Write every record out again exactly as given.

___ Input records ___

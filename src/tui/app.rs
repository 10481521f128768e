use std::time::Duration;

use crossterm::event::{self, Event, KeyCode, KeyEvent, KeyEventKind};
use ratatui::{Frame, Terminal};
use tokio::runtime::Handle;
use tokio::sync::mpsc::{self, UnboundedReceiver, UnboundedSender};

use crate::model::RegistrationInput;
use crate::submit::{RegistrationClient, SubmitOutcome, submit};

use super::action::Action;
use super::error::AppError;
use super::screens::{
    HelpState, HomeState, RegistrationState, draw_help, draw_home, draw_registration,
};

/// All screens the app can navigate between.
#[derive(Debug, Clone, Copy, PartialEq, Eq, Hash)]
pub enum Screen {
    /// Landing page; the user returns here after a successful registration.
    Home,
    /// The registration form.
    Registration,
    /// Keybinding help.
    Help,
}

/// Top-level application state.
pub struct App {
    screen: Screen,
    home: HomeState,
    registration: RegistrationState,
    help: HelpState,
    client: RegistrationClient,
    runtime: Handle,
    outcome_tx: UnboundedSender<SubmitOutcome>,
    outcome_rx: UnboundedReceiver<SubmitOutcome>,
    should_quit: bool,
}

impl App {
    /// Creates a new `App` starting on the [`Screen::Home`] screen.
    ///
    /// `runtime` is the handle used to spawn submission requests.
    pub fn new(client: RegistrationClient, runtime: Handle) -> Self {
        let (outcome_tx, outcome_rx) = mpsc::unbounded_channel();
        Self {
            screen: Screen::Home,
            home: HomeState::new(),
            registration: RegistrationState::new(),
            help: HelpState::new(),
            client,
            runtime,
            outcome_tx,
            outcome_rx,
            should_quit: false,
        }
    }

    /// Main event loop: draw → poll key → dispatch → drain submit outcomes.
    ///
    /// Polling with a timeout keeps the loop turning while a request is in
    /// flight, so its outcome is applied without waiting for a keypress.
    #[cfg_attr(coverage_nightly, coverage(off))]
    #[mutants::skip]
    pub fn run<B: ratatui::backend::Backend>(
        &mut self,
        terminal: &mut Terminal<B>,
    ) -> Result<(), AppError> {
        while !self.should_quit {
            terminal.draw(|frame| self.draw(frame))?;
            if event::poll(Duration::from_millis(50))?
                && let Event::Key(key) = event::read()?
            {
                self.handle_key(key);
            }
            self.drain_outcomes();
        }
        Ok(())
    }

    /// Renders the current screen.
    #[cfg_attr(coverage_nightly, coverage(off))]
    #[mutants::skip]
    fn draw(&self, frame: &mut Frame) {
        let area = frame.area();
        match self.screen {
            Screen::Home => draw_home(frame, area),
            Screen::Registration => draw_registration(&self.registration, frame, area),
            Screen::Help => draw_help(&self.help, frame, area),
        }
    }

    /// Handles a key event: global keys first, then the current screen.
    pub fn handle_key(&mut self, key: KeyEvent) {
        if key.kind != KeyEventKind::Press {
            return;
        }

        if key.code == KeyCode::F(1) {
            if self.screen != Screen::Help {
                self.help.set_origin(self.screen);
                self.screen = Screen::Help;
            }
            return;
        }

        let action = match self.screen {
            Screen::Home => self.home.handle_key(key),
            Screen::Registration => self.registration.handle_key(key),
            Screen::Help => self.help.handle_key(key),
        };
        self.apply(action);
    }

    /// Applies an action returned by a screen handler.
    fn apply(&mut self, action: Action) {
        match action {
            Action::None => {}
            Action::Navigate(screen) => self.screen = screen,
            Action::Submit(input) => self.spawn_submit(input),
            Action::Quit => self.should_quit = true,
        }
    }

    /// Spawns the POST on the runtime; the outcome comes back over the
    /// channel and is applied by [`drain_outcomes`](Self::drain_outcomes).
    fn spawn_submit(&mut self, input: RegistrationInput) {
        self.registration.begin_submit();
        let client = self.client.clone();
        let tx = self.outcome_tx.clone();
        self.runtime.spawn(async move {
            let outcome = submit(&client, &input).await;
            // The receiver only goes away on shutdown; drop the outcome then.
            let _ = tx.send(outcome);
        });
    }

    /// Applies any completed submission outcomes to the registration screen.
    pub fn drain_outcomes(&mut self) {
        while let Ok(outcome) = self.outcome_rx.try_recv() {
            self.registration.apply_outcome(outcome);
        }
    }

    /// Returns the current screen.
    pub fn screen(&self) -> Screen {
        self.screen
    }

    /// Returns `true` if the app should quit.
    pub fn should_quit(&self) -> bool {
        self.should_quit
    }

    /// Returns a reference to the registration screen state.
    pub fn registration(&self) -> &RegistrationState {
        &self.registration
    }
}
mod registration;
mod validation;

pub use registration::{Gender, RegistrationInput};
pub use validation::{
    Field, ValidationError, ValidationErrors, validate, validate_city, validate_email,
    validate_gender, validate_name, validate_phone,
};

___

* Reply:
filename src/tui/app.rs
repository 10481521f128768e
use std::time::Duration;

use crossterm::event::{self, Event, KeyCode, KeyEvent, KeyEventKind};
use ratatui::{Frame, Terminal};
use tokio::runtime::Handle;
use tokio::sync::mpsc::{self, UnboundedReceiver, UnboundedSender};

use crate::model::RegistrationInput;
use crate::submit::{RegistrationClient, SubmitOutcome, submit};

use super::action::Action;
use super::error::AppError;
use super::screens::{
    HelpState, HomeState, RegistrationState, draw_help, draw_home, draw_registration,
};

/// All screens the app can navigate between.
#[derive(Debug, Clone, Copy, PartialEq, Eq, Hash)]
pub enum Screen {
    /// Landing page; the user returns here after a successful registration.
    Home,
    /// The registration form.
    Registration,
    /// Keybinding help.
    Help,
}

/// Top-level application state.
pub struct App {
    screen: Screen,
    home: HomeState,
    registration: RegistrationState,
    help: HelpState,
    client: RegistrationClient,
    runtime: Handle,
    outcome_tx: UnboundedSender<SubmitOutcome>,
    outcome_rx: UnboundedReceiver<SubmitOutcome>,
    should_quit: bool,
}

impl App {
    /// Creates a new `App` starting on the [`Screen::Home`] screen.
    ///
    /// `runtime` is the handle used to spawn submission requests.
    pub fn new(client: RegistrationClient, runtime: Handle) -> Self {
        let (outcome_tx, outcome_rx) = mpsc::unbounded_channel();
        Self {
            screen: Screen::Home,
            home: HomeState::new(),
            registration: RegistrationState::new(),
            help: HelpState::new(),
            client,
            runtime,
            outcome_tx,
            outcome_rx,
            should_quit: false,
        }
    }

    /// Main event loop: draw → poll key → dispatch → drain submit outcomes.
    ///
    /// Polling with a timeout keeps the loop turning while a request is in
    /// flight, so its outcome is applied without waiting for a keypress.
    #[cfg_attr(coverage_nightly, coverage(off))]
    #[mutants::skip]
    pub fn run<B: ratatui::backend::Backend>(
        &mut self,
        terminal: &mut Terminal<B>,
    ) -> Result<(), AppError> {
        while !self.should_quit {
            terminal.draw(|frame| self.draw(frame))?;
            if event::poll(Duration::from_millis(50))?
                && let Event::Key(key) = event::read()?
            {
                self.handle_key(key);
            }
            self.drain_outcomes();
        }
        Ok(())
    }

    /// Renders the current screen.
    #[cfg_attr(coverage_nightly, coverage(off))]
    #[mutants::skip]
    fn draw(&self, frame: &mut Frame) {
        let area = frame.area();
        match self.screen {
            Screen::Home => draw_home(frame, area),
            Screen::Registration => draw_registration(&self.registration, frame, area),
            Screen::Help => draw_help(&self.help, frame, area),
        }
    }

    /// Handles a key event: global keys first, then the current screen.
    pub fn handle_key(&mut self, key: KeyEvent) {
        if key.kind != KeyEventKind::Press {
            return;
        }

        if key.code == KeyCode::F(1) {
            if self.screen != Screen::Help {
                self.help.set_origin(self.screen);
                self.screen = Screen::Help;
            }
            return;
        }

        let action = match self.screen {
            Screen::Home => self.home.handle_key(key),
            Screen::Registration => self.registration.handle_key(key),
            Screen::Help => self.help.handle_key(key),
        };
        self.apply(action);
    }

    /// Applies an action returned by a screen handler.
    fn apply(&mut self, action: Action) {
        match action {
            Action::None => {}
            Action::Navigate(screen) => self.screen = screen,
            Action::Submit(input) => self.spawn_submit(input),
            Action::Quit => self.should_quit = true,
        }
    }

    /// Spawns the POST on the runtime; the outcome comes back over the
    /// channel and is applied by [`drain_outcomes`](Self::drain_outcomes).
    fn spawn_submit(&mut self, input: RegistrationInput) {
        self.registration.begin_submit();
        let client = self.client.clone();
        let tx = self.outcome_tx.clone();
        self.runtime.spawn(async move {
            let outcome = submit(&client, &input).await;
            // The receiver only goes away on shutdown; drop the outcome then.
            let _ = tx.send(outcome);
        });
    }

    /// Applies any completed submission outcomes to the registration screen.
    pub fn drain_outcomes(&mut self) {
        while let Ok(outcome) = self.outcome_rx.try_recv() {
            self.registration.apply_outcome(outcome);
        }
    }

    /// Returns the current screen.
    pub fn screen(&self) -> Screen {
        self.screen
    }

    /// Returns `true` if the app should quit.
    pub fn should_quit(&self) -> bool {
        self.should_quit
    }

    /// Returns a reference to the registration screen state.
    pub fn registration(&self) -> &RegistrationState {
        &self.registration
    }
}
mod registration;
mod validation;

pub use registration::{Gender, RegistrationInput};
pub use validation::{
    Field, ValidationError, ValidationErrors, validate, validate_city, validate_email,
    validate_gender, validate_name, validate_phone,
};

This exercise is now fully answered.